— What to produce —
Using the entries that follow, count the lines containing the word "const" and give that number by itself.

Saved data entries

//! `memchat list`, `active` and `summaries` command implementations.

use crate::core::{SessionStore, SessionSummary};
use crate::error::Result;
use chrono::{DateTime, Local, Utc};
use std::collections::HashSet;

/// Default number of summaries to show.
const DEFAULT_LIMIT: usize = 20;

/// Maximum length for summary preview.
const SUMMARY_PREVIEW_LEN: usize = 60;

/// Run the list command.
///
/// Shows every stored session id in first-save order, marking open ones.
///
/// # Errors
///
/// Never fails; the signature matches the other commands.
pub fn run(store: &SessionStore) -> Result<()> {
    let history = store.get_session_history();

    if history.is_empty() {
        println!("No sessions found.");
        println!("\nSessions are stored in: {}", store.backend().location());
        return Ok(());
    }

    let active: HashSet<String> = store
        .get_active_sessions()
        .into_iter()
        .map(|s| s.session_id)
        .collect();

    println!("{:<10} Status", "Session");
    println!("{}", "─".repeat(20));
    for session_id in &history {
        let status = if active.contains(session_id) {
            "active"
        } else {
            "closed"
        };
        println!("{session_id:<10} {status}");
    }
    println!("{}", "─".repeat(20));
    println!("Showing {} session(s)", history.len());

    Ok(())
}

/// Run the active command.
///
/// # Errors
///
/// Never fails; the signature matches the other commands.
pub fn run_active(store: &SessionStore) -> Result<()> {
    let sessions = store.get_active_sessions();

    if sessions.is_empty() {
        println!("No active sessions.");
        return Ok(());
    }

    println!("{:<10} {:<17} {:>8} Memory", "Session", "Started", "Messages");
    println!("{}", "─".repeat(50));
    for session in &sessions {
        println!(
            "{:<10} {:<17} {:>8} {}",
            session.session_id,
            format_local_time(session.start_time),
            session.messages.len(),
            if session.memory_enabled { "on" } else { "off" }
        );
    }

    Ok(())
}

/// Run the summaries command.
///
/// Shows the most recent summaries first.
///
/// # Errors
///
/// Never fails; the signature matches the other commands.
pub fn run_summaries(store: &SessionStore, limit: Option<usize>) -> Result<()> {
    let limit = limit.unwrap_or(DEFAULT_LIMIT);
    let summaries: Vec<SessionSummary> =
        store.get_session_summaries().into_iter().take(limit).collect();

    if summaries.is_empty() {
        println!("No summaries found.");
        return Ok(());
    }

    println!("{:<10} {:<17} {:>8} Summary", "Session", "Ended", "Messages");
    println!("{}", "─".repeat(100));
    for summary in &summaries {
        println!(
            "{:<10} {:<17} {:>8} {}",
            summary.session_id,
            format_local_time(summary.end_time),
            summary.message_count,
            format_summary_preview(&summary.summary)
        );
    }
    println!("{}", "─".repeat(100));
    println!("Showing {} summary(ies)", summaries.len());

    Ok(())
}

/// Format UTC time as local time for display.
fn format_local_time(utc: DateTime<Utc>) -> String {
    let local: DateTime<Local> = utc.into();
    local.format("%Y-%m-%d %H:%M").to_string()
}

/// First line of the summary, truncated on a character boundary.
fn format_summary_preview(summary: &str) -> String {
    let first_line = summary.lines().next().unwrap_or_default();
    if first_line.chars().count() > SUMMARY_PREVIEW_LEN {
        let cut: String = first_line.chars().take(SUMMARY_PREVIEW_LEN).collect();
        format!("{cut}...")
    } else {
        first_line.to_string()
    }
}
==
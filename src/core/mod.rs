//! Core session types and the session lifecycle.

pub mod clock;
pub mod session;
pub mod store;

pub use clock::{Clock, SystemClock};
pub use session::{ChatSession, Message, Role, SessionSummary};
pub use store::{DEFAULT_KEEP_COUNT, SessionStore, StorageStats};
--
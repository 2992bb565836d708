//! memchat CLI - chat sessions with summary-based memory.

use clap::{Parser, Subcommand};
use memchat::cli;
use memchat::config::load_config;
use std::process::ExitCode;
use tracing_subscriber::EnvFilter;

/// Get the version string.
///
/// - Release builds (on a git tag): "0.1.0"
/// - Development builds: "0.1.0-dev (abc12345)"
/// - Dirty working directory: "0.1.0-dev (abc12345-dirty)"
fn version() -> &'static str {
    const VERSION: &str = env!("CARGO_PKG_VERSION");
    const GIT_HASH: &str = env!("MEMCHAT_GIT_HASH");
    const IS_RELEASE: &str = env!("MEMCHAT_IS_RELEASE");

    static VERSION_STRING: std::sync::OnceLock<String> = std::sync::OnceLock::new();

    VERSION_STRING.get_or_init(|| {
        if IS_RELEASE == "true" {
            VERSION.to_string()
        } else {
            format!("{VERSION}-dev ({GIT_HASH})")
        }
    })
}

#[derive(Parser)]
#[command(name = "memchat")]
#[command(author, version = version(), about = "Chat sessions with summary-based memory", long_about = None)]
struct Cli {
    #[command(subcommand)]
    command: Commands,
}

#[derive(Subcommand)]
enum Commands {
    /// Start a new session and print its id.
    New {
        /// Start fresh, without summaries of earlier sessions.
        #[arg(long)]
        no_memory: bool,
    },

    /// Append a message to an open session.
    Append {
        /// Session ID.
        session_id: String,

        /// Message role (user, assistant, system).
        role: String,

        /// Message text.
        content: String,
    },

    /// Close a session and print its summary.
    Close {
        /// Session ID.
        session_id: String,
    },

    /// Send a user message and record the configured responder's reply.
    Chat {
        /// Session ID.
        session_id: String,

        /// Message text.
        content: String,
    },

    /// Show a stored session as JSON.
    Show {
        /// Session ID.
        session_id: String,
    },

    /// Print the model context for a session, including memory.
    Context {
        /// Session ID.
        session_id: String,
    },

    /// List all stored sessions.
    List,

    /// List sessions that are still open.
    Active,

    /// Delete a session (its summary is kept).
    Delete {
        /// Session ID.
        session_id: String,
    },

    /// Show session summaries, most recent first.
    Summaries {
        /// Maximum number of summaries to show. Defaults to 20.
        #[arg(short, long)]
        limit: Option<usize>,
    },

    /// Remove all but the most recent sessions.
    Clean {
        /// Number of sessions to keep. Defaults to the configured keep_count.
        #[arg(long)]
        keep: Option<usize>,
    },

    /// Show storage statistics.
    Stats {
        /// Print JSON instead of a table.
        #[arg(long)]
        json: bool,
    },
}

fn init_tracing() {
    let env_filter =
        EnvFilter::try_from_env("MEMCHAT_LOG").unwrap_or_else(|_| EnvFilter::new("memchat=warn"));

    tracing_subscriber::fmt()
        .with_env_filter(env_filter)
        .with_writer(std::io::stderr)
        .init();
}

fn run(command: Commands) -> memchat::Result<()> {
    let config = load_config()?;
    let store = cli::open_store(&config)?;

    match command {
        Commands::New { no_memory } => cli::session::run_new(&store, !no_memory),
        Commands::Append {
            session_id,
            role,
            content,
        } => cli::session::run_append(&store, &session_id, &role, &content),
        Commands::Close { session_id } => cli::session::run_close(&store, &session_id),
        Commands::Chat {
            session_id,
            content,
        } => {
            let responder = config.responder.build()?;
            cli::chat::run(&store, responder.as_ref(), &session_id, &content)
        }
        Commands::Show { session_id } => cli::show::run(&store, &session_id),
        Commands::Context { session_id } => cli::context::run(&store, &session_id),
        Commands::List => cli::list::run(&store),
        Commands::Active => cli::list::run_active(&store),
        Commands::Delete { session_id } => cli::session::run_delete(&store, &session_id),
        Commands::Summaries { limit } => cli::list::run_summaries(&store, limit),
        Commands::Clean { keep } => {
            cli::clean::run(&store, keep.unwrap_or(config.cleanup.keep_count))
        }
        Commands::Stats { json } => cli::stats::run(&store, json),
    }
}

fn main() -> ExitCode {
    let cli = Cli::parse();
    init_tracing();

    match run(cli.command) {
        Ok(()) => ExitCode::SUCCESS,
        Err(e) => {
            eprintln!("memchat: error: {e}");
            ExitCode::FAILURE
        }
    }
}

— Result for this task —
5